Collected data entries:
════════════════════

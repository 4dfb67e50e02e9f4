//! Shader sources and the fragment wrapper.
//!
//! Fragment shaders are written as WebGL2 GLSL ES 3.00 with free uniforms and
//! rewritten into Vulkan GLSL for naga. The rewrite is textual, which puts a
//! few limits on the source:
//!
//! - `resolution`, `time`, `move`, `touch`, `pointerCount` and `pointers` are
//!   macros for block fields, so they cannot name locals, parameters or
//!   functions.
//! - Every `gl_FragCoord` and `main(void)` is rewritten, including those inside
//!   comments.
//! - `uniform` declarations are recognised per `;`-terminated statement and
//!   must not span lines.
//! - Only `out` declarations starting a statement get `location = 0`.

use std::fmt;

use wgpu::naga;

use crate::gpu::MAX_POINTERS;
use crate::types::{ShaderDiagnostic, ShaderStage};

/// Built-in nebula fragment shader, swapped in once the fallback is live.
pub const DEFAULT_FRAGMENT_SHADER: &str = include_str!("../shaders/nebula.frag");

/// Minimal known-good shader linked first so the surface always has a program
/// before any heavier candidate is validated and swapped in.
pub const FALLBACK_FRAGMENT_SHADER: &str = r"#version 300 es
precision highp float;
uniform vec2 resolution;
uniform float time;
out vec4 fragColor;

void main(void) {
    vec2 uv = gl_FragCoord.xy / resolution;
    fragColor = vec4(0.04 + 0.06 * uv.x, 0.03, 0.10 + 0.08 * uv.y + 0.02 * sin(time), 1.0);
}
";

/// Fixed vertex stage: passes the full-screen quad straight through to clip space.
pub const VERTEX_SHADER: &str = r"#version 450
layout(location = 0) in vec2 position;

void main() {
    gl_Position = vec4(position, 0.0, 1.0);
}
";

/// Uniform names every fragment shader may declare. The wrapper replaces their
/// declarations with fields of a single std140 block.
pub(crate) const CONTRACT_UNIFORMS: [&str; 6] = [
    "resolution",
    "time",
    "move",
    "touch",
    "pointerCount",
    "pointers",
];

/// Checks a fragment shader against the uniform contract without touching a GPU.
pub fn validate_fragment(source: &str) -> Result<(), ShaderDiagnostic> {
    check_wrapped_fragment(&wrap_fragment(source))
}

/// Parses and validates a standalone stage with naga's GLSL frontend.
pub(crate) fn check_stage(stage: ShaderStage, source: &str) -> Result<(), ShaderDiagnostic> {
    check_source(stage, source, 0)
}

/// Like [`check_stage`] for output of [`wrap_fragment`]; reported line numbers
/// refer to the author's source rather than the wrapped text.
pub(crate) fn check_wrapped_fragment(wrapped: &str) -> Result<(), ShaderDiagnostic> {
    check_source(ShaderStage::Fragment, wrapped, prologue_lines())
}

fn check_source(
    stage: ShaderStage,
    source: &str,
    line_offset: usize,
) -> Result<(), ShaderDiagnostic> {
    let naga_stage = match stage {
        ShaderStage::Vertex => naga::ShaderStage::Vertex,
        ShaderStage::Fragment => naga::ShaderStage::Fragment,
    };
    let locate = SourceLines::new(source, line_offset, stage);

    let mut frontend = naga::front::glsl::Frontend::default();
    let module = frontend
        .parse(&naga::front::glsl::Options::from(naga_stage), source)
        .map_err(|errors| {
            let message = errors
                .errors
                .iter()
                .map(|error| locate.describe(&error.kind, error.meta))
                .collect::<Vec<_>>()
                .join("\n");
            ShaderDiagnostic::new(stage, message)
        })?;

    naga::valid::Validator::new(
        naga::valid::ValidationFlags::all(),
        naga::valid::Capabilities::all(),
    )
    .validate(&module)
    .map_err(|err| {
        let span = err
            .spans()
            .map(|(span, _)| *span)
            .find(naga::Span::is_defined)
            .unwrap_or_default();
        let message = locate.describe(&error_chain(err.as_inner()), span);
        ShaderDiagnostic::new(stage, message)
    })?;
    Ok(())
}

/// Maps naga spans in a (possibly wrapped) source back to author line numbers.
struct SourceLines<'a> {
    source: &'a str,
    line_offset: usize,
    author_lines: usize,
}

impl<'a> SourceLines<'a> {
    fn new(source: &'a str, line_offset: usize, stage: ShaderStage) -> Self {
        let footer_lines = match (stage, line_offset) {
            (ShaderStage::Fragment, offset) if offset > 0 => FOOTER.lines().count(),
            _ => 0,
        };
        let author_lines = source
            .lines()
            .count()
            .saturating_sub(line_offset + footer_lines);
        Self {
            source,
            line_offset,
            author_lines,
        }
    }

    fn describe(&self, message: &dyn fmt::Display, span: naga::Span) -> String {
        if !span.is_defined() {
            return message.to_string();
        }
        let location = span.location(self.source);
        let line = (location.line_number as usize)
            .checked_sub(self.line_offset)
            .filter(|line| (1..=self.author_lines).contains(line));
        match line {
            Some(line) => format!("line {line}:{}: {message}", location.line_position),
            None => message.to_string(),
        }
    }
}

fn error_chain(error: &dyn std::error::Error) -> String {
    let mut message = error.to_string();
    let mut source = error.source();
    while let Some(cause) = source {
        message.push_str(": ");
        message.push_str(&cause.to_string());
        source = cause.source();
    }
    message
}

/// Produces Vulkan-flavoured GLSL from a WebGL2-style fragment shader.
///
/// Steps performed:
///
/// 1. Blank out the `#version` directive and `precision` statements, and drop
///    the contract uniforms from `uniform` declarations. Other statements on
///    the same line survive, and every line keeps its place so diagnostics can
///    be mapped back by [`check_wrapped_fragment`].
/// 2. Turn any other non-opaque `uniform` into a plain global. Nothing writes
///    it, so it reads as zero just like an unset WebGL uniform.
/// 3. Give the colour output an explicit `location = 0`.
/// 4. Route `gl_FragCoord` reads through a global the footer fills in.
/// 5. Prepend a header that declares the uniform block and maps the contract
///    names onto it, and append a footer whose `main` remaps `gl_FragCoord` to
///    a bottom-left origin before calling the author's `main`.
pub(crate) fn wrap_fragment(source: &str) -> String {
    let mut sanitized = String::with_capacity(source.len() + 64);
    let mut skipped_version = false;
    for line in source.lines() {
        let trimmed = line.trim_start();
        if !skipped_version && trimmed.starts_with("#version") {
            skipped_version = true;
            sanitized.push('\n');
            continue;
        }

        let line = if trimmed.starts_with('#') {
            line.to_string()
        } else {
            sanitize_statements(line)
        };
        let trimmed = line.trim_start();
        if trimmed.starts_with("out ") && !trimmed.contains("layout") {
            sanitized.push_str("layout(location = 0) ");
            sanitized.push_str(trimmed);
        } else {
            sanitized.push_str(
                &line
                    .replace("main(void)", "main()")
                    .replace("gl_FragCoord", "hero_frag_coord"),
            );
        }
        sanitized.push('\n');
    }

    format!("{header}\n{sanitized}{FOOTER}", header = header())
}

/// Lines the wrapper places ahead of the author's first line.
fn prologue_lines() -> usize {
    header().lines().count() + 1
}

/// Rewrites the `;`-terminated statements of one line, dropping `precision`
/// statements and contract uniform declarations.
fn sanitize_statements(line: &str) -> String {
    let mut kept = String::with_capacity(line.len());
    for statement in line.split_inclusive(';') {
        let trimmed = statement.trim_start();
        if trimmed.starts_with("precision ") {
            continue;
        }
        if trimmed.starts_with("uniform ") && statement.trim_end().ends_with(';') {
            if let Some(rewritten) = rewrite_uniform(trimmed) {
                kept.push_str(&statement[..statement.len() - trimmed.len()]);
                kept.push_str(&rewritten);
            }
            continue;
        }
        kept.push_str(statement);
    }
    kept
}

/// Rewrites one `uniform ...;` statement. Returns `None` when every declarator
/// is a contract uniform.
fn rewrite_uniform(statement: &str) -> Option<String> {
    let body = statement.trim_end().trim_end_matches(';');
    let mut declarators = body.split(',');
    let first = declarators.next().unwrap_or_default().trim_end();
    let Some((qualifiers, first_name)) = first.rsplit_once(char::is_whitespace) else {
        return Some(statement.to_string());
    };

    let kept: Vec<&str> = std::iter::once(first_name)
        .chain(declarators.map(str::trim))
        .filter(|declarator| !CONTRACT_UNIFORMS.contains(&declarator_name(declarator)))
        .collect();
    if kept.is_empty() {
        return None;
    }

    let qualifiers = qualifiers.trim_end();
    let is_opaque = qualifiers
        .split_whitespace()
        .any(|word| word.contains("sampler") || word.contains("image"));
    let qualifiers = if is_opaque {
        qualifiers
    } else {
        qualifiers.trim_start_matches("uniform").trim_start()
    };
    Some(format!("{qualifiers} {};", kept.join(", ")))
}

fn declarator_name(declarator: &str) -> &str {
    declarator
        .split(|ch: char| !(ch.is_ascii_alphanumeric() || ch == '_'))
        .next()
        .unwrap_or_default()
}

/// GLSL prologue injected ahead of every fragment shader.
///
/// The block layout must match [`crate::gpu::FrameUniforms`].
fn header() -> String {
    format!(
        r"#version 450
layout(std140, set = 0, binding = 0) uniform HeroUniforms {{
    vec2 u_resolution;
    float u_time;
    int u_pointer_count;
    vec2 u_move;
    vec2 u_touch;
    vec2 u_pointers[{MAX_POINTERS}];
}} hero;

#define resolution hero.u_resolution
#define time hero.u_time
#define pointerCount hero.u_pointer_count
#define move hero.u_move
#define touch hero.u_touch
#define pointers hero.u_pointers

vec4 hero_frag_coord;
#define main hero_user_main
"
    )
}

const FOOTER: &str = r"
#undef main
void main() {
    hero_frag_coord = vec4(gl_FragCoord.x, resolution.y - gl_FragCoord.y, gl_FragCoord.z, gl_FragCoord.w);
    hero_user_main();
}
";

════════════════════

Reproduce the lines above, beginning at the line with "fallback is live." and stopping after the line with "single std140 block.", exactly as they are.

/// Built-in nebula fragment shader, swapped in once the fallback is live.
pub const DEFAULT_FRAGMENT_SHADER: &str = include_str!("../shaders/nebula.frag");

/// Minimal known-good shader linked first so the surface always has a program
/// before any heavier candidate is validated and swapped in.
pub const FALLBACK_FRAGMENT_SHADER: &str = r"#version 300 es
precision highp float;
uniform vec2 resolution;
uniform float time;
out vec4 fragColor;

void main(void) {
    vec2 uv = gl_FragCoord.xy / resolution;
    fragColor = vec4(0.04 + 0.06 * uv.x, 0.03, 0.10 + 0.08 * uv.y + 0.02 * sin(time), 1.0);
}
";

/// Fixed vertex stage: passes the full-screen quad straight through to clip space.
pub const VERTEX_SHADER: &str = r"#version 450
layout(location = 0) in vec2 position;

void main() {
    gl_Position = vec4(position, 0.0, 1.0);
}
";

/// Uniform names every fragment shader may declare. The wrapper replaces their
/// declarations with fields of a single std140 block.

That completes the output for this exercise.